§ **MATERIAL TO PROCESS**
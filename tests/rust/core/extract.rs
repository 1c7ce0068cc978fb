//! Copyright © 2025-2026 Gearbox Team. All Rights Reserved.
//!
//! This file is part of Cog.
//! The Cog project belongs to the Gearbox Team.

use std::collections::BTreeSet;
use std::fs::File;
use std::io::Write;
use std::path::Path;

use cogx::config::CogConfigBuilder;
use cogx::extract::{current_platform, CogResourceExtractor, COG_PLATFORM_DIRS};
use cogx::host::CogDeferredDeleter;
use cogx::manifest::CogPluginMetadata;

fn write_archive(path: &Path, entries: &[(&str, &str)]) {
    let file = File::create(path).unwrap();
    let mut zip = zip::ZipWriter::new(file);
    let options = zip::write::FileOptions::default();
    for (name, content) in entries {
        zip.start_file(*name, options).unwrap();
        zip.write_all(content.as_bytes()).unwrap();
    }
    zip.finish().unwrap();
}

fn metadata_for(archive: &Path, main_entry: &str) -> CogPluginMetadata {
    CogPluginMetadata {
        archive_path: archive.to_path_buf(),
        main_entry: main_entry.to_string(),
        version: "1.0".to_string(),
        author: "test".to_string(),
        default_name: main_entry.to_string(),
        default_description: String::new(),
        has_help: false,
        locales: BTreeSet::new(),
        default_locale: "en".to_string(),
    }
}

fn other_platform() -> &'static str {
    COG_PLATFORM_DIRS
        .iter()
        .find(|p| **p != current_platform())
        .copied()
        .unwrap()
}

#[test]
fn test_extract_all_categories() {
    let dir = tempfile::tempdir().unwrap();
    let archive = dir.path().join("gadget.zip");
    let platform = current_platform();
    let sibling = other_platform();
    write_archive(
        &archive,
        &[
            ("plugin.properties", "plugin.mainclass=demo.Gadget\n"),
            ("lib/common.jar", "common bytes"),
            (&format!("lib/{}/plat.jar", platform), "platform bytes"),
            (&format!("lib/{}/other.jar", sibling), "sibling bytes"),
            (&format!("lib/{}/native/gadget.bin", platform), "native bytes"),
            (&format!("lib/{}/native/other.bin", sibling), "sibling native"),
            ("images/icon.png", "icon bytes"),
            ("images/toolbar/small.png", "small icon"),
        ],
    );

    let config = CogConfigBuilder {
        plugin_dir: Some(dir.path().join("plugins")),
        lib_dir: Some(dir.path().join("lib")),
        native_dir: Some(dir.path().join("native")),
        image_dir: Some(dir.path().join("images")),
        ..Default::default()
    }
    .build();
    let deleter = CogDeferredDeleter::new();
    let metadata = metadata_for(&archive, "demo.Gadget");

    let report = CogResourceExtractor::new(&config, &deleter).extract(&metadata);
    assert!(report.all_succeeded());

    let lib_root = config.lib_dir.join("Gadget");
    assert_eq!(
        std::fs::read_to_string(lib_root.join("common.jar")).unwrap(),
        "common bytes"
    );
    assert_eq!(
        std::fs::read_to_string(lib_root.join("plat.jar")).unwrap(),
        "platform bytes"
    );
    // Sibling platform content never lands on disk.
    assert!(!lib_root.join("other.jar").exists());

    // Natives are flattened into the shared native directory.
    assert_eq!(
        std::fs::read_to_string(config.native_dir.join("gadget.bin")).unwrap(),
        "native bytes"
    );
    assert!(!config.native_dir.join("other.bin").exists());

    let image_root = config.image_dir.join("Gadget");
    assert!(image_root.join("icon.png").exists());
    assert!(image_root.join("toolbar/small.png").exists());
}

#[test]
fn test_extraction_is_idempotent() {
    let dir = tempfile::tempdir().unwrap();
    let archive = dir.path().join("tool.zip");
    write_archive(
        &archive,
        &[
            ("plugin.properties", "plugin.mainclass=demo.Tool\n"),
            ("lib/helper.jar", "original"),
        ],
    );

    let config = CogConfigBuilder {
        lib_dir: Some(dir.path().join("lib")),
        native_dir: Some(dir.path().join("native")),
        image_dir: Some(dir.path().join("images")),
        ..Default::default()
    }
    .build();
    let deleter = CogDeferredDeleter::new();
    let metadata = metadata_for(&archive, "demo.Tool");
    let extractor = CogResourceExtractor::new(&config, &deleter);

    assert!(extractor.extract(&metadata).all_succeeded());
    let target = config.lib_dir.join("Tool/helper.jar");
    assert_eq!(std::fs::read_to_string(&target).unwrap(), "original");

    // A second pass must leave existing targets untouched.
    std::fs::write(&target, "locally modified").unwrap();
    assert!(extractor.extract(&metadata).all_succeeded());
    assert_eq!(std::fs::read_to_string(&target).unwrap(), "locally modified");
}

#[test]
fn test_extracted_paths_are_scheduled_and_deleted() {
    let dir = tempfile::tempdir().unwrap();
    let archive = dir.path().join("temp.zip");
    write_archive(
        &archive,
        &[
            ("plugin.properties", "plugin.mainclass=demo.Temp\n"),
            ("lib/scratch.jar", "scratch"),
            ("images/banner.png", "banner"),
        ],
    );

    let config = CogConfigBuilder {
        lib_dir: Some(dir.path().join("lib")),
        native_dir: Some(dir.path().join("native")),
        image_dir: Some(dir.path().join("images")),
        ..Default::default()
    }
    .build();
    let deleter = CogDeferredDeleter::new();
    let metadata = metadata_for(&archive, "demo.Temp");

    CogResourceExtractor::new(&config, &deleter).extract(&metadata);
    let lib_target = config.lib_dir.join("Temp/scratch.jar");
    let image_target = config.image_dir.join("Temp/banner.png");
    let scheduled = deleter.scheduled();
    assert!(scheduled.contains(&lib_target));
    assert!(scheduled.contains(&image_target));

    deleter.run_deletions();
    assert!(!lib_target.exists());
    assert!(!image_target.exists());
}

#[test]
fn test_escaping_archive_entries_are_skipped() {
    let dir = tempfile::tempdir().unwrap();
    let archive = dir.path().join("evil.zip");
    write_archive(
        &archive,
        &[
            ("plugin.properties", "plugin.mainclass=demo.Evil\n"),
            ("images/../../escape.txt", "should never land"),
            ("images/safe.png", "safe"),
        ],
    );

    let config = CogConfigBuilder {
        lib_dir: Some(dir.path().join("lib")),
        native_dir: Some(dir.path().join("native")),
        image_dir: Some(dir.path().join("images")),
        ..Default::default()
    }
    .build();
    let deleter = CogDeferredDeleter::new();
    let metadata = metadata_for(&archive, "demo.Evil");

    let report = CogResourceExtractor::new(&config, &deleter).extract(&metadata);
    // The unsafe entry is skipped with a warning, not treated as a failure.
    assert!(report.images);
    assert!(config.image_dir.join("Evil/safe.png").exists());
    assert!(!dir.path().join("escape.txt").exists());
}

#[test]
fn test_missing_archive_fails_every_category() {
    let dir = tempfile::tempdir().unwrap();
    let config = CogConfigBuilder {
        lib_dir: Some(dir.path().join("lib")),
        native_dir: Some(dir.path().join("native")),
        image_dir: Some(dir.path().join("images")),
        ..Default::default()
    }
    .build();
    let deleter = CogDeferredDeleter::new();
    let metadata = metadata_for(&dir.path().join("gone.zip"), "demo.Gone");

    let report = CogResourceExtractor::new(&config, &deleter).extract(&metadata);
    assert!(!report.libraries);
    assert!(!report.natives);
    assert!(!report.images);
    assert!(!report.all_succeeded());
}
* * *
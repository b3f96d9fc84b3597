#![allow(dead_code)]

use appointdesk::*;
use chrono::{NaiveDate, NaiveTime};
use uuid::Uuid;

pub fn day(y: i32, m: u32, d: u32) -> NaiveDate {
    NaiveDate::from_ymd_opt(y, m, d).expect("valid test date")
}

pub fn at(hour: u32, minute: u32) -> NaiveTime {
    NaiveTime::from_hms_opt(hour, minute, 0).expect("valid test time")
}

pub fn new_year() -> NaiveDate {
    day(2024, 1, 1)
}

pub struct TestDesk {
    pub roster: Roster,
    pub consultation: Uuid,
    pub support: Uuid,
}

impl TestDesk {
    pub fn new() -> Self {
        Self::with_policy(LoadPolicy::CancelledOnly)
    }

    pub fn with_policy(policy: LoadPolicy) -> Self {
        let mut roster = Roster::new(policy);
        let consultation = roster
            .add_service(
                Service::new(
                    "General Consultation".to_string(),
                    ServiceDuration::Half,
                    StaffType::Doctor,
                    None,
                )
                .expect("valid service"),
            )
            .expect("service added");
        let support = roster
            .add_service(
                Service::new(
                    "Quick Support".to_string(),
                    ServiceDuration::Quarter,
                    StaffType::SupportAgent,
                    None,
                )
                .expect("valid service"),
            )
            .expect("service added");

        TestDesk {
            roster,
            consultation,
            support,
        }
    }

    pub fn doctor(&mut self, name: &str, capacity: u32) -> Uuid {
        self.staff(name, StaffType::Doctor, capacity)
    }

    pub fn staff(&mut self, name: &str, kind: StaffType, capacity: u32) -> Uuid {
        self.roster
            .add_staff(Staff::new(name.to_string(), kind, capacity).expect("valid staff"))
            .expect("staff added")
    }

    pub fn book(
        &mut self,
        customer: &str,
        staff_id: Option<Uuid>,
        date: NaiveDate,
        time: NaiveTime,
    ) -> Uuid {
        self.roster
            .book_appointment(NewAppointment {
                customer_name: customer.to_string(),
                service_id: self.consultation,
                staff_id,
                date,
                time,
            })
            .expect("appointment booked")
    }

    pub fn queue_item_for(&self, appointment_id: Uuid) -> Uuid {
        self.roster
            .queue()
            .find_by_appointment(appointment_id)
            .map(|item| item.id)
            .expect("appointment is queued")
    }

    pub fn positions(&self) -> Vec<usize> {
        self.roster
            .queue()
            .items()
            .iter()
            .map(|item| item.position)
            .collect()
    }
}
==
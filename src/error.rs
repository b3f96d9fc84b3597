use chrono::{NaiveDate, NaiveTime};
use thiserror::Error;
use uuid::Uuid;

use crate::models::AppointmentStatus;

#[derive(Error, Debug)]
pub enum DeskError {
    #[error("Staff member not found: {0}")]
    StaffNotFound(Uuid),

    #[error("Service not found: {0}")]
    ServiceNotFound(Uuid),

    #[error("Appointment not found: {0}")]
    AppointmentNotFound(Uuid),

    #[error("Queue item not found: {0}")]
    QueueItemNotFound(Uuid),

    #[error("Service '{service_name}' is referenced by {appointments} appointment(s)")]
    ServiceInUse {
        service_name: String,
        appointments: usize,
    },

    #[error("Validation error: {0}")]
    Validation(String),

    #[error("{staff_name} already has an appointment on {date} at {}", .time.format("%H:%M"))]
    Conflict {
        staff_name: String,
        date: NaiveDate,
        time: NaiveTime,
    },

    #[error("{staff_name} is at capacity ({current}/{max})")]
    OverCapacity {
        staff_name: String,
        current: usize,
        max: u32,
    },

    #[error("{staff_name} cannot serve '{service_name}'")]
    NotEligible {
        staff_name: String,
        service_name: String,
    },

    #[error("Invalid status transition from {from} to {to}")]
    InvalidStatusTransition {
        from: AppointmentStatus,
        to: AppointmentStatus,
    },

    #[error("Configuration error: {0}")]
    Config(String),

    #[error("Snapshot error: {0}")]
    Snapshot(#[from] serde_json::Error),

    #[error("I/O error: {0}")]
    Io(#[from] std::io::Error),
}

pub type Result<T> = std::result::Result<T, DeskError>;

§ **WORK REQUEST**
In the data above, retype exactly and only the lines between the one holding "filename tests/rust/core/extract.rs" and the one holding "fn other_platform() ->", inclusive.

§ **RESPONSE AREA**
filename tests/rust/core/extract.rs
repository 1c7ce0068cc978fb
//! Copyright © 2025-2026 Gearbox Team. All Rights Reserved.
//!
//! This file is part of Cog.
//! The Cog project belongs to the Gearbox Team.

use std::collections::BTreeSet;
use std::fs::File;
use std::io::Write;
use std::path::Path;

use cogx::config::CogConfigBuilder;
use cogx::extract::{current_platform, CogResourceExtractor, COG_PLATFORM_DIRS};
use cogx::host::CogDeferredDeleter;
use cogx::manifest::CogPluginMetadata;

fn write_archive(path: &Path, entries: &[(&str, &str)]) {
    let file = File::create(path).unwrap();
    let mut zip = zip::ZipWriter::new(file);
    let options = zip::write::FileOptions::default();
    for (name, content) in entries {
        zip.start_file(*name, options).unwrap();
        zip.write_all(content.as_bytes()).unwrap();
    }
    zip.finish().unwrap();
}

fn metadata_for(archive: &Path, main_entry: &str) -> CogPluginMetadata {
    CogPluginMetadata {
        archive_path: archive.to_path_buf(),
        main_entry: main_entry.to_string(),
        version: "1.0".to_string(),
        author: "test".to_string(),
        default_name: main_entry.to_string(),
        default_description: String::new(),
        has_help: false,
        locales: BTreeSet::new(),
        default_locale: "en".to_string(),
    }
}

fn other_platform() -> &'static str {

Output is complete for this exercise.